While stationed with the outer anti-submarine screen to the west of the island on 9 May, Oberrender went to general quarters after receiving a report of an approaching kamikaze attack at 18:40. After picking up a lone Japanese aircraft on her radar ten minutes later, she increased to flank speed. Her lookouts sighted the plane at 18:52, and it entered a dive toward the ship. One of its wings was torn off by her anti-aircraft fire, causing the aircraft to veer to the right, but it still crashed into the starboard 20 mm mount, destroying the latter. The bomb carried by the aircraft penetrated the main deck and exploded in the forward fireroom, knocking out power and leaving her dead in the water. The explosion heavily damaged the ship and nearly broke her in half, blowing the starboard hull plating outwards for a quarter of her length and pushing up the main deck. In the attack, eight men were killed and fifty-three wounded; (Note: DANFS states that casualties totaled 24, but Morison and Spencer's after-action report state the figure provided in the main text.) those killed were either in the forward fireroom or the 20 mm mount that the plane crashed into.
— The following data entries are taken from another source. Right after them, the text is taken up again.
//! Encoded output images handed back to the caller.
//!
//! The pipeline produces two of these per request: the full card and the
//! borderless preview. Both are lossless PNG and fully owned by the caller.

use crate::imaging::CropRectangle;
use base64::Engine;
use base64::engine::general_purpose::STANDARD;
use std::path::Path;

/// A finished, encoded image.
#[derive(Debug, Clone, PartialEq, Eq)]
pub struct EncodedImage {
    bytes: Vec<u8>,
    width: u32,
    height: u32,
    mime: &'static str,
}

impl EncodedImage {
    pub fn png(bytes: Vec<u8>, width: u32, height: u32) -> Self {
        Self {
            bytes,
            width,
            height,
            mime: "image/png",
        }
    }

    pub fn width(&self) -> u32 {
        self.width
    }

    pub fn height(&self) -> u32 {
        self.height
    }

    pub fn mime_type(&self) -> &'static str {
        self.mime
    }

    pub fn as_bytes(&self) -> &[u8] {
        &self.bytes
    }

    pub fn into_bytes(self) -> Vec<u8> {
        self.bytes
    }

    /// `data:image/png;base64,...`, ready for an `<img src>` or a download link.
    pub fn to_data_uri(&self) -> String {
        format!("data:{};base64,{}", self.mime, STANDARD.encode(&self.bytes))
    }

    pub fn save(&self, path: &Path) -> std::io::Result<()> {
        std::fs::write(path, &self.bytes)
    }
}

/// The pair every successful request returns.
#[derive(Debug, Clone)]
pub struct Artifacts {
    /// Full 648×1032 card with border, for download.
    pub card: EncodedImage,
    /// Borderless 552×744 image window, for on-screen display.
    pub preview: EncodedImage,
    /// The part of the source that went into the window.
    pub crop: CropRectangle,
}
Oberrender transferred her wounded to rescue patrol craft escort PCE(R)-855 and was towed to Kerama Retto by the fleet tug . Declared to be a constructive total loss, she was decommissioned on 11 July and struck from the Naval Vessel Register on 25 July. Her serviceable equipment was removed and the hulk was used as a target for gunnery practice, being sunk on 6 November 1945.

==Awards==
Oberrender received three battle stars for World War II service, one each for her participation in the Leyte landings, the Lingayen Gulf Landing, and the assault and occupation of Okinawa.